Tensorflow with Go Code Examples: TFRecord Examples, TF Serving Clients

All code examples can be found in this repo. If you know what you're looking for, and the code works out of the box for you, the following post will be pretty useless.

Tensorflow doesn't yet have support for TFRecords or TF Serving clients. This is not a package because TFRecord read/write and gRPC TFServing client are no more than a hundred lines each, and I don't want to maintain it.

Reference Links: gRPC || Proto Buffers Go || Tensorflow Serving || TFRecords and tf.Train.Example

Compiling Protos

To generate the Go files:

Clone the TF Serving and Tensorflow repositories
Checkout to the version you need
Run this script after replacing the PATH_TO_TF and PATH_TO_TF_SERVING variables with your path.

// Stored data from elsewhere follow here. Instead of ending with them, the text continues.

fn lp_powers(problem: &ChargeProblem) -> Result<Vec<Vec<f64>>, String> {
    let horizon = problem.grid.len();
    let slot_hours = problem.grid.slot_hours();

    let mut vars = variables!();
    let mut power: Vec<Vec<Option<Variable>>> = Vec::with_capacity(problem.vehicles.len());
    for vehicle in &problem.vehicles {
        let row = (0..horizon)
            .map(|t| {
                vehicle.available[t]
                    .then(|| vars.add(variable().min(0.0).max(vehicle.charge_rate_kw)))
            })
            .collect();
        power.push(row);
    }
    let shortfall: Vec<Variable> = problem
        .vehicles
        .iter()
        .map(|v| vars.add(variable().min(0.0).max(v.max_shortfall_kwh())))
        .collect();

    let mut objective = Expression::from(0.0);
    for (v, row) in power.iter().enumerate() {
        for (t, var) in row.iter().enumerate() {
            if let Some(var) = var {
                objective += problem.steering_price(t) * slot_hours * *var;
            }
        }
        objective += problem.shortfall_penalty * shortfall[v];
    }

    let mut model = vars.minimise(objective).using(clarabel);

    // cumulative delivered energy per vehicle, as running expressions
    for (v, vehicle) in problem.vehicles.iter().enumerate() {
        let mut cumulative = Expression::from(0.0);
        let mut at_slot: Vec<Expression> = Vec::with_capacity(horizon);
        for t in 0..horizon {
            if let Some(var) = power[v][t] {
                cumulative += slot_hours * var;
            }
            at_slot.push(cumulative.clone());
        }

        for checkpoint in &vehicle.checkpoints {
            if checkpoint.slot == 0 {
                continue; // tagged at build; nothing a schedule can do
            }
            model = model.with(constraint!(
                at_slot[checkpoint.slot - 1].clone() >= checkpoint.required_kwh
            ));
        }

        // cumulative energy is monotone, so the final slot bounds them all
        model = model.with(constraint!(
            at_slot[horizon - 1].clone() <= vehicle.headroom_kwh()
        ));
        model = model.with(constraint!(
            shortfall[v] >= vehicle.target_soc_kwh - vehicle.initial_soc_kwh
                - at_slot[horizon - 1].clone()
        ));
    }

    for t in 0..horizon {
        let draw = power
            .iter()
            .filter_map(|row| row[t])
            .map(Expression::from)
            .sum::<Expression>();
        model = model.with(constraint!(draw <= problem.site_headroom_kw(t)));
    }

    let solution = model.solve().map_err(|e| format!("{:?}", e))?;

    Ok(power
        .iter()
        .map(|row| {
            row.iter()
                .map(|var| match var {
                    Some(var) => {
                        let p = solution.value(*var);
                        if p > POWER_EPS {
                            p
                        } else {
                            0.0
                        }
                    }
                    None => 0.0,
                })
                .collect()
        })
        .collect())
}

/// Cheapest-slot fill per vehicle, then fair-share clipping to the site
/// capacity. Earlier slots win price ties; lower vehicle ids fill first.
fn greedy_powers(problem: &ChargeProblem) -> Vec<Vec<f64>> {
    let horizon = problem.grid.len();
    let slot_hours = problem.grid.slot_hours();
    let mut powers: Vec<Vec<f64>> = vec![vec![0.0; horizon]; problem.vehicles.len()];

    for (v, vehicle) in problem.vehicles.iter().enumerate() {
        // slots by effective price; the synthetic early bias is the LP's
        // tie-break, here the slot index plays that part
        let mut order: Vec<usize> = (0..horizon).filter(|t| vehicle.available[*t]).collect();
        order.sort_by(|a, b| {
            let price = |t: usize| {
                problem.prices[t].energy_price
                    + if problem.prices[t].triad_flag {
                        problem.triad_penalty_factor
                    } else {
                        0.0
                    }
            };
            price(*a)
                .partial_cmp(&price(*b))
                .unwrap_or(std::cmp::Ordering::Equal)
                .then_with(|| a.cmp(b))
        });

        let mut fill = |powers: &mut Vec<f64>, before_slot: usize, needed_kwh: f64| {
            let mut delivered: f64 = powers[..before_slot].iter().sum::<f64>() * slot_hours;
            for t in order.iter().filter(|t| **t < before_slot) {
                if delivered >= needed_kwh - POWER_EPS {
                    break;
                }
                let headroom_kw = vehicle.charge_rate_kw - powers[*t];
                if headroom_kw <= POWER_EPS {
                    continue;
                }
                let wanted_kw = (needed_kwh - delivered) / slot_hours;
                let add = headroom_kw.min(wanted_kw);
                powers[*t] += add;
                delivered += add * slot_hours;
            }
        };

        for checkpoint in &vehicle.checkpoints {
            fill(&mut powers[v], checkpoint.slot, checkpoint.required_kwh);
        }
        let top_up = vehicle
            .max_shortfall_kwh()
            .min(vehicle.headroom_kwh());
        fill(&mut powers[v], horizon, top_up);
    }

    clip_to_site_capacity(problem, &mut powers);
    powers
}

/// Splits each slot's headroom fairly across the vehicles that want it,
/// capping at each vehicle's requested power and redistributing the rest.
fn clip_to_site_capacity(problem: &ChargeProblem, powers: &mut [Vec<f64>]) {
    let n = problem.vehicles.len();
    for t in 0..problem.grid.len() {
        let desired: Vec<f64> = powers.iter().map(|row| row[t]).collect();
        let total: f64 = desired.iter().sum();
        let headroom = problem.site_headroom_kw(t);
        if total <= headroom + POWER_EPS {
            continue;
        }

        let mut allowed = vec![0.0; n];
        for _ in 0..=n {
            let granted: f64 = allowed.iter().sum();
            let unfilled = (0..n)
                .filter(|v| desired[*v] - allowed[*v] > POWER_EPS)
                .count();
            if headroom - granted <= POWER_EPS || unfilled == 0 {
                break;
            }
            let share = (headroom - granted) / unfilled as f64;
            for v in 0..n {
                allowed[v] = desired[v].min(allowed[v] + share);
            }
        }
        for v in 0..n {
            powers[v][t] = allowed[v];
        }
    }
}

/// Builds the final plan from per-slot powers: cumulative curves,
/// shortfalls, totals, and post-hoc checkpoint verification.
fn finish(problem: &ChargeProblem, powers: Vec<Vec<f64>>, fallback: bool) -> ChargePlan {
    let slot_hours = problem.grid.slot_hours();
    let mut tags = problem.tags.clone();
    let mut schedules = Vec::with_capacity(problem.vehicles.len());
    let mut total_energy_kwh = 0.0;
    let mut total_cost = 0.0;
    let mut objective_cost = 0.0;

    for (v, vehicle) in problem.vehicles.iter().enumerate() {
        let power_kw = &powers[v];
        let mut cumulative_kwh = Vec::with_capacity(power_kw.len());
        let mut cumulative = 0.0;
        for (t, p) in power_kw.iter().enumerate() {
            cumulative += p * slot_hours;
            cumulative_kwh.push(cumulative);
            total_cost += problem.prices[t].energy_price * p * slot_hours;
            objective_cost += problem.steering_price(t) * p * slot_hours;
        }
        total_energy_kwh += cumulative;

        for checkpoint in &vehicle.checkpoints {
            let delivered = if checkpoint.slot == 0 {
                0.0
            } else {
                cumulative_kwh[checkpoint.slot - 1]
            };
            if delivered + POWER_EPS < checkpoint.required_kwh {
                tags.push(format!(
                    "vehicle {} short {:.1} kWh for route {}",
                    vehicle.vehicle_id,
                    checkpoint.required_kwh - delivered,
                    checkpoint.route_id
                ));
            }
        }

        let shortfall_kwh =
            (vehicle.target_soc_kwh - vehicle.initial_soc_kwh - cumulative).max(0.0);
        schedules.push(VehicleSchedule {
            vehicle_id: vehicle.vehicle_id,
            power_kw: power_kw.clone(),
            cumulative_kwh,
            shortfall_kwh,
        });
    }

    let plan = ChargePlan {
        schedules,
        total_energy_kwh,
        total_cost,
        objective_cost,
        fallback,
        tags,
    };

    metrics::gauge!("charge_total_energy_kwh", plan.total_energy_kwh);
    metrics::gauge!("charge_total_cost", plan.total_cost);
    metrics::gauge!("charge_total_shortfall_kwh", plan.total_shortfall_kwh());

    tracing::info!(
        vehicles = plan.schedules.len(),
        total_energy_kwh = plan.total_energy_kwh,
        total_cost = plan.total_cost,
        shortfall_kwh = plan.total_shortfall_kwh(),
        fallback,
        "charge schedule finished"
    );

    plan
}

PATH_TO_TF=/Users/kipply/code/tensorflow/
PATH_TO_TF_SERVING=/Users/kipply/code/tfserving/

eval "protoc -I $PATH_TO_TF_SERVING -I $PATH_TO_TF --go_out=plugins=grpc:src/ $PATH_TO_TF_SERVING/tensorflow_serving/apis/*.proto"
eval "protoc -I $PATH_TO_TF_SERVING -I $PATH_TO_TF --go_out=plugins=grpc:src/ $PATH_TO_TF_SERVING/tensorflow_serving/config/*.proto"
eval "protoc -I $PATH_TO_TF_SERVING -I $PATH_TO_TF --go_out=plugins=grpc:src/ $PATH_TO_TF_SERVING/tensorflow_serving/util/*.proto"
eval "protoc -I $PATH_TO_TF_SERVING -I $PATH_TO_TF --go_out=plugins=grpc:src/ $PATH_TO_TF_SERVING/tensorflow_serving/core/*.proto"
eval "protoc -I $PATH_TO_TF_SERVING -I $PATH_TO_TF --go_out=plugins=grpc:src/ $PATH_TO_TF_SERVING/tensorflow_serving/sources/storage_path/*.proto"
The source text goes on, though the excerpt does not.